| Dataset entries |

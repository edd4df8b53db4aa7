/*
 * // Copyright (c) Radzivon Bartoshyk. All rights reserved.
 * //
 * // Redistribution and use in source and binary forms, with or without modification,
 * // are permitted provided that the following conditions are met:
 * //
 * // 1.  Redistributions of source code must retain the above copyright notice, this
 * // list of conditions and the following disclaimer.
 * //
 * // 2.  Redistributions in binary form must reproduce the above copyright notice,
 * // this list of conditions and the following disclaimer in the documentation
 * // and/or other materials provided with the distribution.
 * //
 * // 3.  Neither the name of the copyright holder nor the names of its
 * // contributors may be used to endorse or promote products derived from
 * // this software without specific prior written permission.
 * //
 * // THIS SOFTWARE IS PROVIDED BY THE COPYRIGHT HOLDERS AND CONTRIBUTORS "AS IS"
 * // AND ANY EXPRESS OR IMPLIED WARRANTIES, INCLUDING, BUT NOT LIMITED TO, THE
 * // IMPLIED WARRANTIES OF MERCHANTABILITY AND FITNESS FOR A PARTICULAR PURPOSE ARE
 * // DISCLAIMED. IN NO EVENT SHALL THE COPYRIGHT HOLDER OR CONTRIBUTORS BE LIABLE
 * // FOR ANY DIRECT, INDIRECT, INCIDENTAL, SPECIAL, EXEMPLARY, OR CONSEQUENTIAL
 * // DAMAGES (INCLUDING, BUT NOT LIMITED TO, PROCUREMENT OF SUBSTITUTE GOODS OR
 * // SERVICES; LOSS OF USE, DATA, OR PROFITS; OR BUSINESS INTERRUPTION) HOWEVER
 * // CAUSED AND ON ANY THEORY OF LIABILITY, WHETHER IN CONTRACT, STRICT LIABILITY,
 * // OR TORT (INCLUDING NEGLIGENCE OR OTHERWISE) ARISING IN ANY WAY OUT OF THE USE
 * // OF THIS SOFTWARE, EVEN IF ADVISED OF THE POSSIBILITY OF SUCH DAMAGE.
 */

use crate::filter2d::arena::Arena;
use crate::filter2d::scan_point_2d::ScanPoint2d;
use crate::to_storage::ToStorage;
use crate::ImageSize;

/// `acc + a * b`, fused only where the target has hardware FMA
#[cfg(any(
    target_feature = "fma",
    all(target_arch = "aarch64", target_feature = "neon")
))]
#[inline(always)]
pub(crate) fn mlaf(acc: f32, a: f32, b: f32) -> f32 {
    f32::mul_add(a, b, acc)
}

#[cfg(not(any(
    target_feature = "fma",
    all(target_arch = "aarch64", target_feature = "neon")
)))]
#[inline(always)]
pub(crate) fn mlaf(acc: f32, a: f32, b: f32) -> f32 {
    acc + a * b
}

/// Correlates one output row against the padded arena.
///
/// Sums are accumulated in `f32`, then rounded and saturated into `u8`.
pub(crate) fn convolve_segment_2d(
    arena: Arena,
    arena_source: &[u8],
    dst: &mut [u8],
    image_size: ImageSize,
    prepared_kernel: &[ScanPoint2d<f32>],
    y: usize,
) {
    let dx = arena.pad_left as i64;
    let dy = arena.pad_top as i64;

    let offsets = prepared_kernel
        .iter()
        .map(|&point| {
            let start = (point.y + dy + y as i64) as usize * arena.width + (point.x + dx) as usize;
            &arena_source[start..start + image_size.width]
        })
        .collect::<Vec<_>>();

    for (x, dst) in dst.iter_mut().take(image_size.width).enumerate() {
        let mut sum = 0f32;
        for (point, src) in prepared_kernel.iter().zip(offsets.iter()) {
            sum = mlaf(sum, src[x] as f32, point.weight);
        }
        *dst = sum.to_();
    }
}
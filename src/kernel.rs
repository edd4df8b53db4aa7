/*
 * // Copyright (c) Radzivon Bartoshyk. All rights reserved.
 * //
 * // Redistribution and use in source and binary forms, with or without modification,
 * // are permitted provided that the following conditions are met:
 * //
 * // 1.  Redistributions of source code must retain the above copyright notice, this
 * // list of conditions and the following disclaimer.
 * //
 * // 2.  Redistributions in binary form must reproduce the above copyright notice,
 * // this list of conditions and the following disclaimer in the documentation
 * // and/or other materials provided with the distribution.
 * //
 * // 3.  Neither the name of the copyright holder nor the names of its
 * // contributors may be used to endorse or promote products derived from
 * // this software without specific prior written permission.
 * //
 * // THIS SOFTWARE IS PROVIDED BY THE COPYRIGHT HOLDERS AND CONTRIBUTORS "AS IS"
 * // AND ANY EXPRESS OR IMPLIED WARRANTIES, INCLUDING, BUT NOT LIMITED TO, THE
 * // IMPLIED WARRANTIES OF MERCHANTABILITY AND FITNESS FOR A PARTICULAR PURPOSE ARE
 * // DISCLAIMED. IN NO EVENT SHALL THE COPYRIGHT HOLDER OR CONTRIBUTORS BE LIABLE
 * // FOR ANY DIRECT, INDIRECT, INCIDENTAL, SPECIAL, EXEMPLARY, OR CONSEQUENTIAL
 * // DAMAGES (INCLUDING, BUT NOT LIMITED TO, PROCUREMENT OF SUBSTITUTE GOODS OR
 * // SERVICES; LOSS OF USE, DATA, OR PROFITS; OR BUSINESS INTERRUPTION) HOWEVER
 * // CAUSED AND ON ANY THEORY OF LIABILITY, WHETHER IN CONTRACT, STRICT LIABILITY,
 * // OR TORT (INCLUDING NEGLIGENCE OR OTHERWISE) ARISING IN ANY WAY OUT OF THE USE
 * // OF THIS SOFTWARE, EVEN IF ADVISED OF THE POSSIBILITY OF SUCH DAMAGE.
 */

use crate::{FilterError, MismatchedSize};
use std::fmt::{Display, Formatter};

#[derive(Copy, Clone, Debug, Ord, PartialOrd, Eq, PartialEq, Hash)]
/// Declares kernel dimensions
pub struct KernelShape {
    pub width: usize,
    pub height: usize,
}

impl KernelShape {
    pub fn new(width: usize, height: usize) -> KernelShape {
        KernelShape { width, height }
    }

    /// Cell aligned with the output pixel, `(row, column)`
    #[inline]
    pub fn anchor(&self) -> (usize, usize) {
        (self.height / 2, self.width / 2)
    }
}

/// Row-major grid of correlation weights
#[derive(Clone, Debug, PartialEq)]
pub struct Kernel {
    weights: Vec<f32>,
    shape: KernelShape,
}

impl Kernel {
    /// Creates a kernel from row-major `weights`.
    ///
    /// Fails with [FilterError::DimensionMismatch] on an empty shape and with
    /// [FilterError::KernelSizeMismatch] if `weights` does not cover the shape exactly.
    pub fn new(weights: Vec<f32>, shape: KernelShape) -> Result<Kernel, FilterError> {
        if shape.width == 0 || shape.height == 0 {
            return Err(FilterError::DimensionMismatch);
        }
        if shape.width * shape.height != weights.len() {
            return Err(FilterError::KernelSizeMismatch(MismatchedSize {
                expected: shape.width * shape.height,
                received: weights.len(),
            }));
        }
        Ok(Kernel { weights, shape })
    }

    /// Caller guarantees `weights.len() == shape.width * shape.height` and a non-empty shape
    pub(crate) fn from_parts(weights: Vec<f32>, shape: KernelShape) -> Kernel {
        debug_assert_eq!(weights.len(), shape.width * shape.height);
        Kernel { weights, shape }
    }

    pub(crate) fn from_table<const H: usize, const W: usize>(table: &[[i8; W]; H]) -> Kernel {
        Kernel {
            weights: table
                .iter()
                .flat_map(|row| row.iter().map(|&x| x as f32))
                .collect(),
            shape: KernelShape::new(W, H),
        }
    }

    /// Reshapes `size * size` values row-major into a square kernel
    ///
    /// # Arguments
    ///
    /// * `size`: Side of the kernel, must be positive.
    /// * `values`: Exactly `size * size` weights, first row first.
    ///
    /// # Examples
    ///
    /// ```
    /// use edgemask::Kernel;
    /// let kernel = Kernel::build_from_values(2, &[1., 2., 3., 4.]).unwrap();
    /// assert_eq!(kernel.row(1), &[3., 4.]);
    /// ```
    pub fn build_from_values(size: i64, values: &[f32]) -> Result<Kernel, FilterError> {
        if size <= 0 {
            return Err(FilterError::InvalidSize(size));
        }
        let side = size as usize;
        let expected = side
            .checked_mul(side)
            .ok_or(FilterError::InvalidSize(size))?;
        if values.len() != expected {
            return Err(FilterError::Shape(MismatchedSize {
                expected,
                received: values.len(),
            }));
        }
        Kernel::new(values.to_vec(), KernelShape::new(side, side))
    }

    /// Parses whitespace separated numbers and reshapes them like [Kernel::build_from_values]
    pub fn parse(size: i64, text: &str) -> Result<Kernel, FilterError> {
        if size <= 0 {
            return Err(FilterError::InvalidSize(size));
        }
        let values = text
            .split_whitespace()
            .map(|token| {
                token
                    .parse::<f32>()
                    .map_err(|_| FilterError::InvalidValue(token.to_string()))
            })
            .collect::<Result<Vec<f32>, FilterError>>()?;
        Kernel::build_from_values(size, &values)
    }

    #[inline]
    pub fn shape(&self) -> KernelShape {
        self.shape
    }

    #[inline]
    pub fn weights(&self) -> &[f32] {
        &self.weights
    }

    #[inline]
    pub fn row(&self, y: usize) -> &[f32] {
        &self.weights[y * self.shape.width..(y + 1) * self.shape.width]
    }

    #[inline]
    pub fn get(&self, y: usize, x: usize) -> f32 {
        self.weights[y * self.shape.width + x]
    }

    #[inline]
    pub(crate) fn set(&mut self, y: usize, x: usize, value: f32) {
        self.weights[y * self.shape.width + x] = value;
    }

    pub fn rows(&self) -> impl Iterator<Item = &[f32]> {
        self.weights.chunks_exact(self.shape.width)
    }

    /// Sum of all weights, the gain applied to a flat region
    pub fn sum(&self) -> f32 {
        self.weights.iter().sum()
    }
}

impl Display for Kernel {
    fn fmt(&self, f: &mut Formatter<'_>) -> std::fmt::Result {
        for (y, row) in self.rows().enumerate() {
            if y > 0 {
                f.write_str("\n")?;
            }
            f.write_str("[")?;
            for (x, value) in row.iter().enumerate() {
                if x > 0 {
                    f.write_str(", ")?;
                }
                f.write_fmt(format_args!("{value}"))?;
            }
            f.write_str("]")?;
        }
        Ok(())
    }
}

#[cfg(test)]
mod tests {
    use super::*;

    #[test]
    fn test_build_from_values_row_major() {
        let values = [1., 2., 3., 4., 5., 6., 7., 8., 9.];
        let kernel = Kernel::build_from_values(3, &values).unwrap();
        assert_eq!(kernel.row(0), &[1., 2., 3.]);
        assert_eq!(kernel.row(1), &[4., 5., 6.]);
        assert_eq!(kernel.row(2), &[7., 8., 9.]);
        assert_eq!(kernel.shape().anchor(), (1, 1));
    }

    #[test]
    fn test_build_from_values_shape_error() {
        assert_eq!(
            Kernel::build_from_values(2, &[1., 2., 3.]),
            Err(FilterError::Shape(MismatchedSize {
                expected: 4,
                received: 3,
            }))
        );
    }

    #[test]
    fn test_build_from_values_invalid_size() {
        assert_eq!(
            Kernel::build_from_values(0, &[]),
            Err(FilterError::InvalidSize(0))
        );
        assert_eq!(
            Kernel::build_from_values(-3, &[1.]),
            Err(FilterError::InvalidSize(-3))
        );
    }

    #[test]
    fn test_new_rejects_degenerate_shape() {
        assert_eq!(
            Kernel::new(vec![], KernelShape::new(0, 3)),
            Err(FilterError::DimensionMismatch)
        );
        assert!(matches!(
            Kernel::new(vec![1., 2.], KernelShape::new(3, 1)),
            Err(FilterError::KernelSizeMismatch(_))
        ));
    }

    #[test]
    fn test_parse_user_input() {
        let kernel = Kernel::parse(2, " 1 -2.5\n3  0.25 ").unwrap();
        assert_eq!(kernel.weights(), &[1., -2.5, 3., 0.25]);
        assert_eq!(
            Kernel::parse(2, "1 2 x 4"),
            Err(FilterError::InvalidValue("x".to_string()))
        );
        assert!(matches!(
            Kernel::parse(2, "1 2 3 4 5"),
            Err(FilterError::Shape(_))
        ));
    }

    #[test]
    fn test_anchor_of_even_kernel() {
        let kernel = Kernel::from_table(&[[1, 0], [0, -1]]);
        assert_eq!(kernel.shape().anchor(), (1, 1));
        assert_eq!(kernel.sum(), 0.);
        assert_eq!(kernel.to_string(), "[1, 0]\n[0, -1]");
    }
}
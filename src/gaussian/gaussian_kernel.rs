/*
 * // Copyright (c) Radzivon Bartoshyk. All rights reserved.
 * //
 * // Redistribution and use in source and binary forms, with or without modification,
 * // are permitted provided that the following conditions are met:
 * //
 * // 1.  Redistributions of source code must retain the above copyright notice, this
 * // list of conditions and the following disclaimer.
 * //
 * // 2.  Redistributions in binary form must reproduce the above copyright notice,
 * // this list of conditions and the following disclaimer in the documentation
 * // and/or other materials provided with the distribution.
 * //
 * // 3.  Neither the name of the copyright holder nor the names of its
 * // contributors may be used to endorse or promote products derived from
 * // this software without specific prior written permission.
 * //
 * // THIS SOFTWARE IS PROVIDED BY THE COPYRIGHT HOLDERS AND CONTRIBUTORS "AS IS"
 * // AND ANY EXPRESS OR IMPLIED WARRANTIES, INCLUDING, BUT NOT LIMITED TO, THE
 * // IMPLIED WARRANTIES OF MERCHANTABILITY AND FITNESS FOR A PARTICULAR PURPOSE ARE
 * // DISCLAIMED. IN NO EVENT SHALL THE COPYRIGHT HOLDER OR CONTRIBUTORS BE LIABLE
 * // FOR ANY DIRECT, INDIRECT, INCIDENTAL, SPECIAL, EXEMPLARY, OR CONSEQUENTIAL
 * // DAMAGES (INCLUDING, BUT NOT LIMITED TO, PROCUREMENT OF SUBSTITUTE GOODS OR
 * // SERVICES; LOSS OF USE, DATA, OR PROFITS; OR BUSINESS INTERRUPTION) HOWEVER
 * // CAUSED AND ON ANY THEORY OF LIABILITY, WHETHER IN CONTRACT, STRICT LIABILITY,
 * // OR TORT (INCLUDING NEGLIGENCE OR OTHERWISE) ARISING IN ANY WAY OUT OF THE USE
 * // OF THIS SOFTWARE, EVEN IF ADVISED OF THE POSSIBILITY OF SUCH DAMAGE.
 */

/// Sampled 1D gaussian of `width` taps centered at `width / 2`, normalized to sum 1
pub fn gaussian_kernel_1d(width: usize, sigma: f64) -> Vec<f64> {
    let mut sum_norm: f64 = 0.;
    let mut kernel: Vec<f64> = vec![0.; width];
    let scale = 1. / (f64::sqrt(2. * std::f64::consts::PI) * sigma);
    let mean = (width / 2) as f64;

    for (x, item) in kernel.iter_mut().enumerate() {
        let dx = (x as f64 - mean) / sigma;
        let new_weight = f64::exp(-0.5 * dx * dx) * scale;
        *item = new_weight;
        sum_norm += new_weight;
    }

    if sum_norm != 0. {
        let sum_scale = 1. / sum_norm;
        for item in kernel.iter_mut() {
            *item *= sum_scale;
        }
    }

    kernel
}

| Activity |
Among the lines above, return each one holding the string "filename".

| Exercise result |
filename src/kernel.rs
filename src/gaussian/gaussian_kernel.rs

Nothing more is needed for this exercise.